# Ways to get rid of writer's block?



## hagridindminor (Nov 5, 2015)

Whether you're a writer, composer,painter ect, what are some ways to get over writers block? Everyone wants their work to be good, the problem is many are often in a state of mind that isn't on par with the material. If you are midway through a dark composition but you're feeling calm and relaxed, or you're working on happy loud piece but youre feeling dull and apathic, what are you supposed to do?Perhaps some people do have the ability to write something good even though they arn't feeling it, but others might find their work a bit dishonest or pretentious. What is the solution?


----------



## tdc (Jan 17, 2011)

Well since your question is in reference to creativity in general (not just music), I'll mention I recently watched Fellini's film _8 1/2_. Fellini was suffering from writers block during the making of the picture and managed to use the experience in the movie, ultimately creating arguably his greatest work.

I think sometimes it is a good approach to be flexible and see where the work "wants to go" so to speak. Sometimes a "problem" can be successfully incorporated into the work.

"The picture I make is never exactly the one I started out to make, but that is of no importance. I am very flexible on set. The script provides the starting point, as well as offering security. After the first weeks, the picture takes on a life of its own. The film grows as you are making it, like a relationship with a person." -Federico Fellini


----------



## Ingélou (Feb 10, 2013)

The solution is to go on working. If you don't 'feel it' in yourself, try to put yourself into the dispassionate world of art and from that place create a piece that is satisfying for what it is meant to be or do.

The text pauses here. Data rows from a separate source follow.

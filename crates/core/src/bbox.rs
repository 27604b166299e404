use crate::point::{self, Point3};

/// Axis-aligned bounding box. An empty box contains nothing.
#[derive(Debug, Clone, PartialEq)]
pub struct Aabb {
    pub min: Point3,
    pub max: Point3,
    empty: bool,
}

impl Aabb {
    pub fn empty() -> Self {
        Self {
            min: [f32::INFINITY; 3],
            max: [f32::NEG_INFINITY; 3],
            empty: true,
        }
    }

    /// Box spanning `[origin, origin + extent]`.
    pub fn from_origin_extent(origin: Point3, extent: Point3) -> Self {
        let mut aabb = Self::empty();
        aabb.expand_with_point(origin);
        aabb.expand_with_point(point::add(origin, extent));
        aabb
    }

    pub fn from_points<'a>(points: impl IntoIterator<Item = &'a Point3>) -> Self {
        let mut aabb = Self::empty();
        for p in points {
            aabb.expand_with_point(*p);
        }
        aabb
    }

    pub fn is_empty(&self) -> bool {
        self.empty
    }

    /// Grow to include `point`; non-finite points are skipped.
    pub fn expand_with_point(&mut self, point: Point3) {
        if !point::is_finite(&point) {
            return;
        }

        if self.empty {
            self.min = point;
            self.max = point;
            self.empty = false;
            return;
        }

        for (axis, &val) in point.iter().enumerate() {
            self.min[axis] = self.min[axis].min(val);
            self.max[axis] = self.max[axis].max(val);
        }
    }

    pub fn contains(&self, point: &Point3) -> bool {
        if self.empty || !point::is_finite(point) {
            return false;
        }

        (0..3).all(|axis| point[axis] >= self.min[axis] && point[axis] <= self.max[axis])
    }

    pub fn extent(&self) -> Point3 {
        if self.empty {
            return [0.0; 3];
        }
        point::sub(self.max, self.min)
    }

    pub fn center(&self) -> Point3 {
        if self.empty {
            return [0.0; 3];
        }
        point::scale(point::add(self.min, self.max), 0.5)
    }
}
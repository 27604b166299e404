#![allow(clippy::useless_conversion)]

use pyo3::prelude::*;

mod array;
mod mapping;

#[pymodule]
fn voxmap(_py: Python<'_>, m: &Bound<'_, PyModule>) -> PyResult<()> {
    m.add_class::<mapping::PyVoxelMapping>()?;
    m.add("ORIGIN_MARKER_RADIUS", voxmap_mapping::ORIGIN_MARKER_RADIUS)?;
    Ok(())
}
/// A position or direction in world space.
pub type Point3 = [f32; 3];

#[inline]
pub fn add(a: Point3, b: Point3) -> Point3 {
    [a[0] + b[0], a[1] + b[1], a[2] + b[2]]
}

#[inline]
pub fn sub(a: Point3, b: Point3) -> Point3 {
    [a[0] - b[0], a[1] - b[1], a[2] - b[2]]
}

#[inline]
pub fn scale(a: Point3, s: f32) -> Point3 {
    [a[0] * s, a[1] * s, a[2] * s]
}

#[inline]
pub fn length(a: Point3) -> f32 {
    (a[0] * a[0] + a[1] * a[1] + a[2] * a[2]).sqrt()
}

/// Scale `a` to unit length. Zero vectors are returned unchanged.
pub fn normalize(a: Point3) -> Point3 {
    let len = length(a);
    if len <= f32::EPSILON {
        return a;
    }
    scale(a, 1.0 / len)
}

pub fn is_finite(a: &Point3) -> bool {
    a.iter().all(|v| v.is_finite())
}

#[cfg(test)]
mod tests {
    use super::*;

    #[test]
    fn arithmetic_is_componentwise() {
        assert_eq!(add([1.0, 2.0, 3.0], [0.5, 0.5, 0.5]), [1.5, 2.5, 3.5]);
        assert_eq!(sub([1.0, 2.0, 3.0], [1.0, 1.0, 1.0]), [0.0, 1.0, 2.0]);
        assert_eq!(scale([1.0, -2.0, 4.0], 0.5), [0.5, -1.0, 2.0]);
    }

    #[test]
    fn normalize_yields_unit_length() {
        let n = normalize([3.0, 0.0, 4.0]);
        assert!((length(n) - 1.0).abs() < 1e-6);
        assert!((n[0] - 0.6).abs() < 1e-6);
    }

    #[test]
    fn normalize_leaves_zero_vector() {
        assert_eq!(normalize([0.0; 3]), [0.0; 3]);
    }

    #[test]
    fn finite_check_rejects_nan_and_inf() {
        assert!(is_finite(&[0.0, 1.0, -1.0]));
        assert!(!is_finite(&[f32::NAN, 0.0, 0.0]));
        assert!(!is_finite(&[0.0, f32::INFINITY, 0.0]));
    }
}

Actually, even if you *do* 'feel it' in yourself, that's probably a good place to create _*from*_.

The fact that people never agree about the emotional effects of works of art shows that the author's state of mind is not the crucial thing; the finished work and its structure *is*.


----------



## Richannes Wrahms (Jan 6, 2014)

You just write a sonata for Chinese woodblock.


----------



## Fugue Meister (Jul 5, 2014)

I'm something of a writer and I think "writer's block" is a convenient way of saying being lazy. I don't know how well this translates into composition but if it does you just put down whatever your having trouble on and work on something else. That's my best advice to you.


----------



## EdwardBast (Nov 25, 2013)

The premise that one must "feel it" to compose sounds dubious to me. I see no reason why being calm and relaxed would inhibit composing a work that is expressively dark. In fact, it might help. The myth that composers pour out their souls as if they are channeling irresistible and deeply personal emotional forces that must be obeyed is a staple of bad fiction and Hollywood scripts. Composing is an act of imagination and the expressive qualities belong to the work, not necessarily to the composer. 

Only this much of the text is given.